Sat Dec 21 17:52:25 UTC 2013

See an 'edit' below:

On 12/21/2013 11:44 AM, Ken Causey wrote:
> I wish I could provide a TLDR, but really I ask you to try to persist in
> reading through this.  I think, more than I originally expected when I
> started to write this, that it contains a fair amount of my philosophy
> regarding the maintenance of the Squeak servers and services.  It
> certainly turned out much longer than I expected and could use an editor.
>
> Back to the original email:
>
> I mentioned in my recent email about an issue with squeaksource.com that
> it helps if those who know give guidance to everyone else about easy
> things that can be done to fix issues and how to make decisions about
> what to do.
>
> In that vein I will do my best to provide the same for
> source.squeak.org.  Presumably much of this is also true for
> squeaksource.com but I'm not going to assume it.
>
> So the scenario is this: source.squeak.org is unresponsive or the page
> does not render in full; the first is much more common.
>
> First, because it has happened before, you need to ensure the problem is
> not at a higher/later level, that is that it is not a problem with
> Apache on the box2 server.  The easiest way to do this is to check any
> other service, perhaps most other services, that run on box2 and see if
> they are working OK or not.
>
> Here is a list (probably not exhaustive):
>
> bugs.squeak.org (Apache/FastCGI PHP)
> www.squeak.org (Apache/AIDA Squeak)
> lists.squeakfoundation.org (Apache/C & Python CGI)

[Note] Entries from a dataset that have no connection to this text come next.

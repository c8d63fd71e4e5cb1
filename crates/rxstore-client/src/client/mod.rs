//! HTTP client for the storefront catalog API.

use std::sync::Arc;
use std::time::Duration;

use reqwest::{Client, Url};
use rxstore_core::{
    classify, AppConfig, ClassifiedResponse, FilterState, FiltersResponse, RequestKey, RoutePath,
};
use serde::de::DeserializeOwned;

use crate::cache::RequestCache;
use crate::error::ClientError;
use crate::retry::retry_with_backoff;

const DEFAULT_CACHE_TTL: Duration = Duration::from_secs(300);
const DEFAULT_CACHE_CAPACITY: usize = 256;
const FILTERS_PATH: &str = "dynamic-filters";

/// HTTP client for the storefront catalog API.
///
/// Route fetches return the payload already classified into a
/// [`ClassifiedResponse`]. Both route and dynamic-filter responses go through
/// a read-through cache, so repeated or concurrent requests for the same key
/// hit the network once. A failure shared by concurrent callers arrives as
/// [`ClientError::Shared`]; [`ClientError::root`] sees through it.
///
/// Transient errors (429, 5xx, network failures) are retried with
/// exponential backoff up to `max_retries` additional attempts.
pub struct StorefrontClient {
    client: Client,
    base_url: Url,
    max_retries: u32,
    backoff_base_ms: u64,
    include_variants: bool,
    include_counts: bool,
    routes: RequestCache<RequestKey, ClassifiedResponse>,
    filters: RequestCache<String, FiltersResponse>,
}

impl StorefrontClient {
    /// Creates a client against `base_url` with configured timeout,
    /// `User-Agent`, and retry policy. The cache starts with a 300 s TTL and
    /// 256 entries; see [`StorefrontClient::with_cache`].
    ///
    /// # Errors
    ///
    /// Returns [`ClientError::InvalidBaseUrl`] if `base_url` is not an
    /// absolute http(s) URL, or [`ClientError::Http`] if the underlying
    /// `reqwest::Client` cannot be constructed.
    pub fn new(
        base_url: &str,
        timeout_secs: u64,
        user_agent: &str,
        max_retries: u32,
        backoff_base_ms: u64,
    ) -> Result<Self, ClientError> {
        let base_url = normalize_base_url(base_url)?;
        let client = Client::builder()
            .timeout(Duration::from_secs(timeout_secs))
            .connect_timeout(Duration::from_secs(10))
            .user_agent(user_agent)
            .build()?;
        Ok(Self {
            client,
            base_url,
            max_retries,
            backoff_base_ms,
            include_variants: true,
            include_counts: true,
            routes: RequestCache::new(DEFAULT_CACHE_TTL, DEFAULT_CACHE_CAPACITY),
            filters: RequestCache::new(DEFAULT_CACHE_TTL, DEFAULT_CACHE_CAPACITY),
        })
    }

    /// Builds a client from the loaded application config.
    ///
    /// # Errors
    ///
    /// Same as [`StorefrontClient::new`].
    pub fn from_config(config: &AppConfig) -> Result<Self, ClientError> {
        Ok(Self::new(
            &config.api_base_url,
            config.request_timeout_secs,
            &config.user_agent,
            config.max_retries,
            config.retry_backoff_base_ms,
        )?
        .with_cache(
            Duration::from_secs(config.cache_ttl_secs),
            config.cache_capacity,
        )
        .with_filter_options(config.filters_include_variants, config.filters_include_counts))
    }

    /// Replaces both caches. A `capacity` of zero disables caching.
    #[must_use]
    pub fn with_cache(mut self, ttl: Duration, capacity: usize) -> Self {
        self.routes = RequestCache::new(ttl, capacity);
        self.filters = RequestCache::new(ttl, capacity);
        self
    }

    #[must_use]
    pub fn with_filter_options(mut self, include_variants: bool, include_counts: bool) -> Self {
        self.include_variants = include_variants;
        self.include_counts = include_counts;
        self
    }

    #[must_use]
    pub fn base_url(&self) -> &Url {
        &self.base_url
    }

    /// Cached classification for `key`, if any, without touching the network.
    pub async fn cached_route(&self, key: &RequestKey) -> Option<Arc<ClassifiedResponse>> {
        self.routes.peek(key).await
    }

    /// Fetches and classifies `GET {base}/{segments}?{filters}`.
    ///
    /// # Errors
    ///
    /// - [`ClientError::NotFound`]: HTTP 404 (not retried).
    /// - [`ClientError::RateLimited`]: HTTP 429 after all retries.
    /// - [`ClientError::UnexpectedStatus`]: any other non-2xx status.
    /// - [`ClientError::Http`]: network or TLS failure after all retries.
    /// - [`ClientError::Deserialize`] / [`ClientError::Classify`]: the body is
    ///   not JSON or matches no known response shape.
    pub async fn fetch_route(
        &self,
        route: &RoutePath,
        filters: &FilterState,
    ) -> Result<Arc<ClassifiedResponse>, ClientError> {
        let key = RequestKey::new(route, filters);
        let url = self.route_url(route, filters)?;
        self.routes
            .get_or_fetch(&key, || async move {
                let payload: serde_json::Value = self.get_json(&url, "route response").await?;
                classify(payload).map_err(|source| ClientError::Classify {
                    url: url.to_string(),
                    source,
                })
            })
            .await
            .map_err(ClientError::from_shared)
    }

    /// Fetches `GET {base}/dynamic-filters/{slug}` for the sidebar.
    ///
    /// # Errors
    ///
    /// Same transport errors as [`StorefrontClient::fetch_route`]; a body that
    /// does not decode as a filters response yields
    /// [`ClientError::Deserialize`].
    pub async fn fetch_dynamic_filters(
        &self,
        category_slug: &str,
    ) -> Result<Arc<FiltersResponse>, ClientError> {
        let url = self.filters_url(category_slug)?;
        self.filters
            .get_or_fetch(&category_slug.to_owned(), || async move {
                self.get_json(&url, &format!("dynamic filters for {category_slug}"))
                    .await
            })
            .await
            .map_err(ClientError::from_shared)
    }

    /// Issues a GET with retry and decodes the body as `T`.
    async fn get_json<T: DeserializeOwned>(&self, url: &Url, context: &str) -> Result<T, ClientError> {
        retry_with_backoff(self.max_retries, self.backoff_base_ms, || async move {
            tracing::debug!(url = %url, "storefront API request");
            let response = self
                .client
                .get(url.clone())
                .header(reqwest::header::ACCEPT, "application/json")
                .send()
                .await?;
            let status = response.status();

            if status == reqwest::StatusCode::TOO_MANY_REQUESTS {
                let retry_after_secs = response
                    .headers()
                    .get(reqwest::header::RETRY_AFTER)
                    .and_then(|v| v.to_str().ok())
                    .and_then(|s| s.parse::<u64>().ok())
                    .unwrap_or(60);
                return Err(ClientError::RateLimited {
                    url: url.to_string(),
                    retry_after_secs,
                });
            }

            if status == reqwest::StatusCode::NOT_FOUND {
                return Err(ClientError::NotFound {
                    url: url.to_string(),
                });
            }

            if !status.is_success() {
                return Err(ClientError::UnexpectedStatus {
                    status: status.as_u16(),
                    url: url.to_string(),
                });
            }

            let body = response.text().await?;
            serde_json::from_str::<T>(&body).map_err(|source| ClientError::Deserialize {
                context: format!("{context} from {url}"),
                source,
            })
        })
        .await
    }

    /// `{base}/{segment}/{segment}?{canonical query}`. Segments are
    /// percent-encoded individually; the query string is used as produced
    /// by [`FilterState::to_query_string`] so it matches the cache key.
    fn route_url(&self, route: &RoutePath, filters: &FilterState) -> Result<Url, ClientError> {
        if route.is_empty() {
            return Err(ClientError::InvalidPath {
                path: route.to_string(),
                reason: "route has no segments".to_owned(),
            });
        }
        let mut url = self.base_url.clone();
        push_segments(&mut url, route.segments())?;
        let query = filters.to_query_string(true);
        if !query.is_empty() {
            url.set_query(Some(&query));
        }
        Ok(url)
    }

    fn filters_url(&self, category_slug: &str) -> Result<Url, ClientError> {
        let slug = category_slug.trim();
        if slug.is_empty() {
            return Err(ClientError::InvalidPath {
                path: category_slug.to_owned(),
                reason: "category slug is empty".to_owned(),
            });
        }
        let mut url = self.base_url.clone();
        push_segments(&mut url, [FILTERS_PATH, slug])?;
        {
            let mut pairs = url.query_pairs_mut();
            if self.include_variants {
                pairs.append_pair("include_variants", "true");
            }
            if self.include_counts {
                pairs.append_pair("include_counts", "true");
            }
        }
        if url.query() == Some("") {
            url.set_query(None);
        }
        Ok(url)
    }
}

fn normalize_base_url(raw: &str) -> Result<Url, ClientError> {
    let invalid = |reason: String| ClientError::InvalidBaseUrl {
        base_url: raw.to_owned(),
        reason,
    };
    let mut url = Url::parse(raw.trim()).map_err(|e| invalid(e.to_string()))?;
    if !matches!(url.scheme(), "http" | "https") {
        return Err(invalid(format!("unsupported scheme \"{}\"", url.scheme())));
    }
    if url.cannot_be_a_base() {
        return Err(invalid("URL cannot be a base".to_owned()));
    }
    url.set_query(None);
    url.set_fragment(None);
    Ok(url)
}

fn push_segments<I, S>(url: &mut Url, segments: I) -> Result<(), ClientError>
where
    I: IntoIterator<Item = S>,
    S: AsRef<str>,
{
    let base = url.to_string();
    let mut path = url
        .path_segments_mut()
        .map_err(|()| ClientError::InvalidBaseUrl {
            base_url: base,
            reason: "URL cannot be a base".to_owned(),
        })?;
    path.pop_if_empty();
    for segment in segments {
        path.push(segment.as_ref());
    }
    Ok(())
}

#[cfg(test)]
#[path = "../client_test.rs"]
mod tests;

> ezmlm.squeak.org (Apache, defunct but still exists)
>
> The last two are notable in that they rely on very little outside of
> Apache to work.  If Apache is working but those services are not working
> then the server is in bad shape indeed.
>
> So in brief if you go to ezmlm.squeak.org and get a page that says:
>
> Some old Mailing Lists
>
> Click Here for List Archives and Information
>
> and you can click the second line and get a list of defunct/dead mailing
> lists then Apache is probably not the source of the problem.
>
> If Apache is not working then the thing to do is:
>
> sudo /etc/init.d/apache2 restart
>
> If this gives a problem, or just doesn't work (be patient) then
>
> sudo /etc/init.d/apache2 stop
>
> Note the message printed and wait a moment, if it appears to have
> stopped fine then
>
> sudo /etc/init.d/apache2 start
>
> Again wait a moment, and then check ezmlm.squeak.org again.
>
> If this is is still not working then I guess it is time to reboot the
> server.  However, I would ask that you really only do this as a last
> resort and that you not do so as a quick decision.  First email
> box-admins, feel free to Cc me directly if you want.  Wait some time, 30
> minutes, an hour, two hours.  You can make your own judgment call on
> that.  I have and it's not always consistent.
>
> The point is that I or someone else may want to look at the situation
> first if only for information gathering purposes.  Ultimately restarting
> the server once or twice without waiting for others to chime in is not
> going to get you in any trouble.  A history of it is likely to start to
> annoy me, I assume it would annoy others as well.  The reasoning is that
> while the system is in its broken state there is the possibility of
> gathering information about the problem that is not recoverable, at
> least not easily, once the system has been rebooted.
>
> OK but if rebooting is the answer then it is simply
>
> sudo reboot
>
> Be aware that the server does tend to take multiple minutes (It has been
> a while, I remember it seems like a long time, I don't remember how long
> it really tends to be) to be responsive again.  My habit after I have
> been booted off the server is to
>
> ping squeak
>
> And you say 'Huh'?
>
> Yeah, this is beginning to digress, but I will persist nonetheless.  For
> my own convenience some time ago I modified my /etc/hosts file. (Clearly
> we are getting off into the bushes and this is only directly applicable
> if you run Linux and friends locally, if you run MacOSX this may still
> apply to you pretty closely, but I don't know.  Those of you on Windows:
> the fundamental facts are all true but the details have been changed.
> Google it.)
>
> $ cat /etc/hosts
> <snip>
> # utility
> 85.10.195.197    squeak
> 173.246.101.237 box3
> 173.246.104.42  box4
> <snip>
>
>  From the naming pattern you can guess that I started this before box3
> and box4 existed.  If you choose to do the same you can use any names
> you like, just don't mask any names used in your local network if there
> are any.
>
> Back to the point at hand:
>
> ken at neue:~$ ping squeak
> PING squeak (85.10.195.197) 56(84) bytes of data.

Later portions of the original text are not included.